[Stored data]
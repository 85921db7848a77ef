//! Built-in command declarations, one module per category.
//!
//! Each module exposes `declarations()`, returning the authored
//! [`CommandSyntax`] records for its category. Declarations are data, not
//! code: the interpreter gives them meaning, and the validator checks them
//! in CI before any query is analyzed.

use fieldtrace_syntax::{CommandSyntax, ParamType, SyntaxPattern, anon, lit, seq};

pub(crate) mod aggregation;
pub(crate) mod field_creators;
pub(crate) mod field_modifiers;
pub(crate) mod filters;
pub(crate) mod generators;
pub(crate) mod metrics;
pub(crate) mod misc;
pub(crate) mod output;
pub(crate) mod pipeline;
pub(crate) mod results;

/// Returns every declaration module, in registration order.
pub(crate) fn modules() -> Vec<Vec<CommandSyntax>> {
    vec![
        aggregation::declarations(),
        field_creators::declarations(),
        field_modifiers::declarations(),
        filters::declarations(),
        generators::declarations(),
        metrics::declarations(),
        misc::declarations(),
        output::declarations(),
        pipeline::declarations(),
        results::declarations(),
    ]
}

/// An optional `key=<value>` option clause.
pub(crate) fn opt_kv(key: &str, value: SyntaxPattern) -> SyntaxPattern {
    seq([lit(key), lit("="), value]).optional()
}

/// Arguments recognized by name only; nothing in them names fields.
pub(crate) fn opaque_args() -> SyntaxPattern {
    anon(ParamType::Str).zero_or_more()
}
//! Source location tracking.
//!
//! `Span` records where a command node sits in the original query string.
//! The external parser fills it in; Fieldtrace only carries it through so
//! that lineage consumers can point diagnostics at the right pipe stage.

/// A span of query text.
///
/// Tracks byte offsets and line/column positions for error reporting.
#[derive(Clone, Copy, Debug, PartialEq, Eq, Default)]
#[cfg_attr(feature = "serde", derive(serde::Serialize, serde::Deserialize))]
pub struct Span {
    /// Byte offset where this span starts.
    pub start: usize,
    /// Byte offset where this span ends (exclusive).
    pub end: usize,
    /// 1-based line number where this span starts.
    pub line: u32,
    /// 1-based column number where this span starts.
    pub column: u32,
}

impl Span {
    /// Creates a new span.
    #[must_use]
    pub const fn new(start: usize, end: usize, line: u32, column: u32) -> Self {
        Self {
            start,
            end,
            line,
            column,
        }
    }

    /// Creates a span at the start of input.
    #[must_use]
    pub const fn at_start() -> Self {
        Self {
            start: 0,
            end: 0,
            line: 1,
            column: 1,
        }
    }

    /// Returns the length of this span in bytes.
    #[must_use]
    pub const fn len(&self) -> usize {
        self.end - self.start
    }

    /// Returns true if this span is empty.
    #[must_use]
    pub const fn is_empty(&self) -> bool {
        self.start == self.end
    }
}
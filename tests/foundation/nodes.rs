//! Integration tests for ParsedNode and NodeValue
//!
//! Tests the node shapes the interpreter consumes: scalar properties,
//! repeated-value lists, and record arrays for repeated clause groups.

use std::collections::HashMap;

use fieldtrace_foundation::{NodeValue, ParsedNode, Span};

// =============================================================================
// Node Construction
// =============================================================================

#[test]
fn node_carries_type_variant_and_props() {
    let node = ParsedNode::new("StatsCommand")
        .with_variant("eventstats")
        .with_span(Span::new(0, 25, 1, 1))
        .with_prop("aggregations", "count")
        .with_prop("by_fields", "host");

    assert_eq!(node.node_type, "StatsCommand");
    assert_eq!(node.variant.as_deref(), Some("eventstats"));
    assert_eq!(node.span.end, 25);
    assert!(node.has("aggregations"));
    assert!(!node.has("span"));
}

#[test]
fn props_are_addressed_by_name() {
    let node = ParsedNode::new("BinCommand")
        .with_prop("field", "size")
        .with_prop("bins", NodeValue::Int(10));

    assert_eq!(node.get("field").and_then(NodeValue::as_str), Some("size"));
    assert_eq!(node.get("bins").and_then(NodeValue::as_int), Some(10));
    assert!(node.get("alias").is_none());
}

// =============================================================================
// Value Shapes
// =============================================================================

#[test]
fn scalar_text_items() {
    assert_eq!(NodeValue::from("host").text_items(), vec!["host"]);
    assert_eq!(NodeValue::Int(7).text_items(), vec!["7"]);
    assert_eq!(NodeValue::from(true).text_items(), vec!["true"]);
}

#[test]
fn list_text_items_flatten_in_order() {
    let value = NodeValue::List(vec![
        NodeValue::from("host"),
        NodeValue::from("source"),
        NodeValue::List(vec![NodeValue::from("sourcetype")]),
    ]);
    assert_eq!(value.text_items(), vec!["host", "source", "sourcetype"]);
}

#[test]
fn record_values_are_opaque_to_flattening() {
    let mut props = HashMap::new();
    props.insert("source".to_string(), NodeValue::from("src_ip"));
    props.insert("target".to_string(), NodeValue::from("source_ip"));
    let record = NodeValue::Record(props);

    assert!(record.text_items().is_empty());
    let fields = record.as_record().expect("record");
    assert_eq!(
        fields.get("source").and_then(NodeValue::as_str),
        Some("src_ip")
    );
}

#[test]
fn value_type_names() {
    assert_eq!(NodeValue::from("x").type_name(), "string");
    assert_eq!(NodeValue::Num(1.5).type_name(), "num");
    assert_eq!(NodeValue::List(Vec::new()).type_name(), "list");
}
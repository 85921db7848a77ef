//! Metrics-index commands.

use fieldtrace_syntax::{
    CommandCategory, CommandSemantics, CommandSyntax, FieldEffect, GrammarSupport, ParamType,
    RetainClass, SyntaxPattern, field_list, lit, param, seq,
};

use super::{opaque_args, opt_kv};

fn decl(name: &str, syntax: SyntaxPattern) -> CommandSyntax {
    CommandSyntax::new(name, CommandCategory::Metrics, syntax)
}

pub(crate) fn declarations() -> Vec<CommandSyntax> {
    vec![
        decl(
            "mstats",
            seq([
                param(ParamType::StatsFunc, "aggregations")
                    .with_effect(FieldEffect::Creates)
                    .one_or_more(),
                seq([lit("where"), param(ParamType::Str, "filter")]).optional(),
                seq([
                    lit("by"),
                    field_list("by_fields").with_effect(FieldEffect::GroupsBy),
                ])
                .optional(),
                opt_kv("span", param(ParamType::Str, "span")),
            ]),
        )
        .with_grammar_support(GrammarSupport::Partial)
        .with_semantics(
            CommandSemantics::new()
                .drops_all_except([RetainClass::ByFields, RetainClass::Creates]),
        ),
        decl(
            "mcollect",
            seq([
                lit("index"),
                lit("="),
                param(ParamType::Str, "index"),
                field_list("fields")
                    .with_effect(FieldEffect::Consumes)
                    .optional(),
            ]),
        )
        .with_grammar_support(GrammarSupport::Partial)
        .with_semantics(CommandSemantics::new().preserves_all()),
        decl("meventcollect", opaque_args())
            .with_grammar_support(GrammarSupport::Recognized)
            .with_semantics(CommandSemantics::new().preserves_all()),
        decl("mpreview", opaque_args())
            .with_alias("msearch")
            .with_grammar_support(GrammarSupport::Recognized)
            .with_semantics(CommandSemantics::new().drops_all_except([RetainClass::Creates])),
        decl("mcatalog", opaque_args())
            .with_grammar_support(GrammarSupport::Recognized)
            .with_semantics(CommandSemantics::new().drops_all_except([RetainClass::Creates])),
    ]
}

● Activity:
Go through the records above and return every line that holds the string "eventstats".

● Completed exercise:
        .with_variant("eventstats")
    assert_eq!(node.variant.as_deref(), Some("eventstats"));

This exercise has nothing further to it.